Prandelli adesso subentra in corsa in una squadra non sua e nemmeno del tutto di Iachini, se ripensiamo ad un mercato buono, ma incompleto. Non avrà tempo per gli esperimenti, le prove saranno sostituite dalle partite e soltanto attraverso un percorso di gare l’allenatore potrà capire dove e come intervenire per aggiustare, normalizzare, migliorare.
La prima idea si chiama qualità, cioè rimettere il calcio al centro del villaggio. Si deve ripartire dai piedi buoni perché è l’unica soluzione per vedere zampillare di nuovo la fonte del gioco. Un giocatore sul quale Prandelli ha intenzione di investire è Borja Valero: lo spagnolo da quando è tornato ha avuto qualche acciacco, ma ora sta meglio. Borja ha un’intelligenza superiore alla media, potrebbe davvero restituire un concetto di ordine ai viola e diventare volendo anche una buona alternativa a Pulgar in regia. Borja con Prandelli si giocherà la propria chance.

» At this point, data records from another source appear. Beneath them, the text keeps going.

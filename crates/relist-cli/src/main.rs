use std::path::PathBuf;

use anyhow::Result;
use clap::{Parser, Subcommand};
use relist_cli::commands;

#[derive(Parser)]
#[command(name = "relist-cli")]
#[command(about = "Inspect marketplace conversations from a fixture dataset")]
struct Cli {
    /// Pretty-print JSON output
    #[arg(long, short, global = true)]
    pretty: bool,

    /// Path to JSON config file (dataDir, fixtureFile, currency, typingIndicatorMs)
    #[arg(long, short = 'c', global = true)]
    config: Option<PathBuf>,

    /// Conversation dataset to use instead of the configured one
    #[arg(long, short = 'f', global = true)]
    fixtures: Option<PathBuf>,

    /// Identity (email) to view conversations as
    #[arg(long, short = 'v', global = true, default_value = "")]
    viewer: String,

    #[command(subcommand)]
    command: Commands,
}

#[derive(Subcommand)]
enum Commands {
    /// List the viewer's conversations, most recent first
    Inbox {
        /// Filter by listing title or counterpart
        #[arg(long, short = 'q')]
        query: Option<String>,
        /// Only conversations with unread messages
        #[arg(long)]
        unread: bool,
    },

    /// Open a conversation (marks the counterpart's messages read)
    Thread {
        thread_id: String,
    },

    /// Show quick replies for a conversation
    QuickReplies {
        thread_id: String,
    },

    /// Send a message to a conversation
    Send {
        thread_id: String,
        /// Message content
        text: String,
        /// Send for moderation instead of directly
        #[arg(long)]
        for_approval: bool,
    },
}

fn run(cli: Cli) -> Result<serde_json::Value> {
    let config = commands::load_config(cli.config.as_deref(), cli.fixtures.as_deref())?;
    let mut session = commands::start_session(config, &cli.viewer)?;

    match cli.command {
        Commands::Inbox { query, unread } => commands::inbox(&session, query.as_deref(), unread),
        Commands::Thread { thread_id } => commands::open_thread(&mut session, &thread_id),
        Commands::QuickReplies { thread_id } => commands::quick_replies(&mut session, &thread_id),
        Commands::Send {
            thread_id,
            text,
            for_approval,
        } => commands::send(&mut session, &thread_id, &text, for_approval),
    }
}

fn main() {
    relist_core::tracing_setup::init_tracing_with_service("relist-cli");

    let cli = Cli::parse();
    let pretty = cli.pretty;

    match run(cli) {
        Ok(value) => {
            let output = if pretty {
                serde_json::to_string_pretty(&value)
            } else {
                serde_json::to_string(&value)
            };
            match output {
                Ok(text) => println!("{}", text),
                Err(e) => {
                    eprintln!("Error: {}", e);
                    std::process::exit(1);
                }
            }
        }
        Err(e) => {
            eprintln!("Error: {:#}", e);
            std::process::exit(1);
        }
    }
}
use crate::models::{ComposeMode, Message, Timestamp};

/// Build an outgoing message for `viewer`.
///
/// Returns `None` when the text is empty after trimming; nothing should be
/// appended in that case. The sender's own message is always marked read.
pub fn compose(viewer: &str, text: &str, mode: ComposeMode, timestamp: Timestamp) -> Option<Message> {
    let content = text.trim();
    if content.is_empty() {
        return None;
    }

    Some(Message {
        sender: viewer.to_string(),
        content: content.to_string(),
        timestamp,
        read: true,
        status: mode.initial_status(),
    })
}

#[cfg(test)]
mod tests {
    use super::*;
    use crate::models::MessageStatus;

    fn at() -> Timestamp {
        Timestamp::new("2024-03-14T10:00:00Z")
    }

    #[test]
    fn test_direct_message_is_sent_and_read() {
        let msg = compose("ada@example.com", "  Still available? ", ComposeMode::Direct, at())
            .unwrap();
        assert_eq!(msg.content, "Still available?");
        assert_eq!(msg.status, MessageStatus::Sent);
        assert!(msg.read);
        assert_eq!(msg.sender, "ada@example.com");
    }

    #[test]
    fn test_for_approval_is_pending_and_read() {
        let msg = compose(
            "ada@example.com",
            "I'd like to offer ₹95,000.",
            ComposeMode::ForApproval,
            at(),
        )
        .unwrap();
        assert_eq!(msg.status, MessageStatus::PendingApproval);
        assert!(msg.read);
    }

    #[test]
    fn test_blank_text_composes_nothing() {
        for text in ["", "   ", "\n\t "] {
            assert_eq!(compose("ada@example.com", text, ComposeMode::Direct, at()), None);
            assert_eq!(
                compose("ada@example.com", text, ComposeMode::ForApproval, at()),
                None
            );
        }
    }

    mod proptest_composer {
        use super::*;
        use crate::proptest_generators::{
            arb_blank_text, arb_conversation, arb_identity, proptest_config,
        };
        use proptest::prelude::*;

        proptest! {
            #![proptest_config(proptest_config())]

            /// Blank text never produces a message, so the thread cannot grow.
            #[test]
            fn prop_blank_compose_leaves_thread_length(
                thread in arb_conversation(),
                viewer in arb_identity(),
                text in arb_blank_text(),
                for_approval in any::<bool>(),
            ) {
                let mode = if for_approval { ComposeMode::ForApproval } else { ComposeMode::Direct };
                let mut thread = thread;
                let before = thread.messages.len();
                if let Some(message) = compose(&viewer, &text, mode, at()) {
                    thread.messages.push(message);
                }
                prop_assert_eq!(thread.messages.len(), before);
            }

            /// A composed message belongs to the viewer and never counts toward their unread total.
            #[test]
            fn prop_composed_message_is_own_and_read(
                viewer in arb_identity(),
                text in "[ ]{0,3}[a-zA-Z0-9?!]{1,40}[ ]{0,3}",
                for_approval in any::<bool>(),
            ) {
                let mode = if for_approval { ComposeMode::ForApproval } else { ComposeMode::Direct };
                let message = compose(&viewer, &text, mode, at()).expect("non-blank text composes");
                prop_assert_eq!(&message.sender, &viewer);
                prop_assert!(message.read);
                prop_assert_eq!(message.content.as_str(), text.trim());
                prop_assert_eq!(message.status, mode.initial_status());
                prop_assert!(!message.is_unread_for(&viewer));
            }
        }
    }
}
pub mod config;
pub mod constants;
pub mod identity;
pub mod models;
pub mod store;
pub mod tracing_setup;

#[cfg(test)]
pub(crate) mod proptest_generators;

// Re-export the session entry points at crate root for convenience
pub use config::CoreConfig;
pub use identity::{IdentityProvider, StaticIdentity, UserInfo};
pub use store::{ConversationStore, Dataset, MessagingSession};
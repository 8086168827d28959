use thiserror::Error;
use uuid::Uuid;

use super::fixtures::Dataset;
use super::unread;
use crate::models::{Conversation, Message, Timestamp};

#[derive(Debug, Error, PartialEq, Eq)]
pub enum StoreError {
    #[error("Thread not found: {0}")]
    ThreadNotFound(String),
    #[error("No signed-in viewer")]
    NoViewer,
    #[error("Cannot start a conversation with yourself")]
    SelfConversation,
    #[error("Counterpart identity is blank")]
    InvalidCounterpart,
}

/// Listing a new conversation is about.
#[derive(Debug, Clone, PartialEq)]
pub struct ListingContext {
    pub listing_id: Option<String>,
    pub title: String,
    pub price: Option<f64>,
}

/// Conversation list filter.
#[derive(Debug, Clone, Default, PartialEq, Eq)]
pub struct ConversationFilter {
    /// Case-insensitive match on listing title, counterpart identity or name
    pub query: String,
    pub unread_only: bool,
}

impl ConversationFilter {
    pub fn search(query: &str) -> Self {
        Self {
            query: query.to_string(),
            unread_only: false,
        }
    }

    fn matches(&self, thread: &Conversation, viewer: &str) -> bool {
        if self.unread_only && thread.unread_count(viewer) == 0 {
            return false;
        }
        let query = self.query.trim().to_lowercase();
        if query.is_empty() {
            return true;
        }
        thread.listing_title.to_lowercase().contains(&query)
            || thread.counterpart(viewer).to_lowercase().contains(&query)
            || thread.counterpart_name(viewer).to_lowercase().contains(&query)
    }
}

/// In-memory conversations for one viewer, owned by a single session.
///
/// Populated once from a dataset and dropped with the session.
#[derive(Debug, Clone, Default)]
pub struct ConversationStore {
    viewer: Option<String>,
    threads: Vec<Conversation>,
}

fn sort_by_last_activity(threads: &mut [Conversation]) {
    // Stable, so ties keep dataset order.
    threads.sort_by_key(|t| std::cmp::Reverse(t.last_activity_key()));
}

impl ConversationStore {
    /// Store with no viewer and no threads.
    pub fn empty() -> Self {
        Self::default()
    }

    /// Threads of `dataset` that involve `identity`, most recent first.
    pub fn load(dataset: &Dataset, identity: &str) -> Self {
        let identity = identity.trim();
        if identity.is_empty() {
            return Self::empty();
        }

        let mut threads: Vec<Conversation> = dataset
            .conversations
            .iter()
            .filter(|t| t.involves(identity))
            .cloned()
            .collect();
        sort_by_last_activity(&mut threads);

        tracing::debug!(
            viewer = identity,
            threads = threads.len(),
            skipped = dataset.conversations.len() - threads.len(),
            "conversation store loaded"
        );

        Self {
            viewer: Some(identity.to_string()),
            threads,
        }
    }

    // ===== Getters =====

    pub fn viewer(&self) -> Option<&str> {
        self.viewer.as_deref()
    }

    pub fn threads(&self) -> &[Conversation] {
        &self.threads
    }

    pub fn len(&self) -> usize {
        self.threads.len()
    }

    pub fn is_empty(&self) -> bool {
        self.threads.is_empty()
    }

    pub fn get(&self, thread_id: &str) -> Option<&Conversation> {
        self.threads.iter().find(|t| t.thread_id == thread_id)
    }

    pub fn contains(&self, thread_id: &str) -> bool {
        self.get(thread_id).is_some()
    }

    /// Filtered threads, most recent activity first.
    pub fn view(&self, filter: &ConversationFilter) -> Vec<&Conversation> {
        let Some(viewer) = self.viewer() else {
            return Vec::new();
        };
        let mut threads: Vec<&Conversation> = self
            .threads
            .iter()
            .filter(|t| filter.matches(t, viewer))
            .collect();
        threads.sort_by_key(|t| std::cmp::Reverse(t.last_activity_key()));
        threads
    }

    pub fn total_unread(&self) -> usize {
        match self.viewer() {
            Some(viewer) => unread::total_unread(&self.threads, viewer),
            None => 0,
        }
    }

    // ===== Mutations =====

    fn position(&self, thread_id: &str) -> Result<usize, StoreError> {
        self.threads
            .iter()
            .position(|t| t.thread_id == thread_id)
            .ok_or_else(|| StoreError::ThreadNotFound(thread_id.to_string()))
    }

    /// Append a message to the end of a thread.
    pub fn append(&mut self, thread_id: &str, message: Message) -> Result<&Conversation, StoreError> {
        let idx = match self.position(thread_id) {
            Ok(idx) => idx,
            Err(e) => {
                tracing::warn!(thread_id, "append to unknown thread");
                return Err(e);
            }
        };
        let thread = &mut self.threads[idx];
        thread.messages.push(message);
        tracing::debug!(thread_id, messages = thread.messages.len(), "message appended");
        Ok(&self.threads[idx])
    }

    /// Replace the stored thread that has the same id.
    pub fn commit(&mut self, thread: Conversation) -> Result<&Conversation, StoreError> {
        let idx = self.position(&thread.thread_id)?;
        self.threads[idx] = thread;
        Ok(&self.threads[idx])
    }

    /// Existing thread with `counterpart` about the same listing, or a new
    /// empty one placed first in the list. `created_at` keeps a new thread
    /// ahead of older activity in `view` until its first message.
    pub fn start_thread(
        &mut self,
        counterpart: &str,
        listing: ListingContext,
        created_at: Timestamp,
    ) -> Result<&Conversation, StoreError> {
        let viewer = self.viewer.clone().ok_or(StoreError::NoViewer)?;
        let counterpart = counterpart.trim();
        if counterpart.is_empty() {
            return Err(StoreError::InvalidCounterpart);
        }
        if counterpart == viewer {
            return Err(StoreError::SelfConversation);
        }

        let existing = self.threads.iter().position(|t| {
            t.involves(counterpart)
                && match (&listing.listing_id, &t.listing_id) {
                    (Some(wanted), Some(have)) => wanted == have,
                    _ => t.listing_title == listing.title,
                }
        });
        if let Some(idx) = existing {
            return Ok(&self.threads[idx]);
        }

        let mut thread = Conversation::new(
            format!("thread-{}", Uuid::new_v4()),
            [viewer, counterpart.to_string()],
            listing.title,
        );
        thread.listing_id = listing.listing_id;
        thread.listing_price = listing.price;
        thread.created_at = Some(created_at);
        tracing::info!(thread_id = %thread.thread_id, "started conversation");

        self.threads.insert(0, thread);
        Ok(&self.threads[0])
    }
}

Ribery è fondamentale per la sua qualità, ma per Cesare dovrà prendere meno calci e soprattutto essere determinante senza che la Fiorentina sia completamente dipendente da lui. Callejon è un altro che ha il calcio nella testa. Ricollocato nel suo ruolo naturale dovrà far decollare la Fiorentina. Castrovilli di qualità ne ha parecchia, deve solo incanalarla nella direzione migliore. La giocata per la giocata non conta, serve quella incisiva che fa saltare il piano dell’avversario. Prandelli sa che se questi quattro girassero al massimo, la squadra non avrebbe difficoltà a volare.
In attacco saranno in concorrenza Vlahovic e Cutrone, mentre Kouame, complice l’assenza - per decorso Covid - di Callejon con il Benevento, potrebbe giocare in fascia al posto dell’ex Napoli. Per Prandelli, che lo ha avuto al Genoa, Kouame non è mai stato un centravanti: lo vede come seconda punta o esterno.
La pausa per le nazionali è stata utile a Prandelli per entrare nel mondo Fiorentina, ma avendo sei nazionali in giro, le prove tattiche sono state difficili. Pensiamo alla difesa: Pezzella ancora ai box, con Quarta, Caceres e Milenkovic con le proprie selezioni. Il gruppo sarà al completo solo venerdì e la sfida col Benevento si disputerà domenica alle 12,30. Prandelli non avrà molto tempo per preparare la partita però con poche idee, ma chiare, sarà tutto più semplice per l’"aggiustatore”.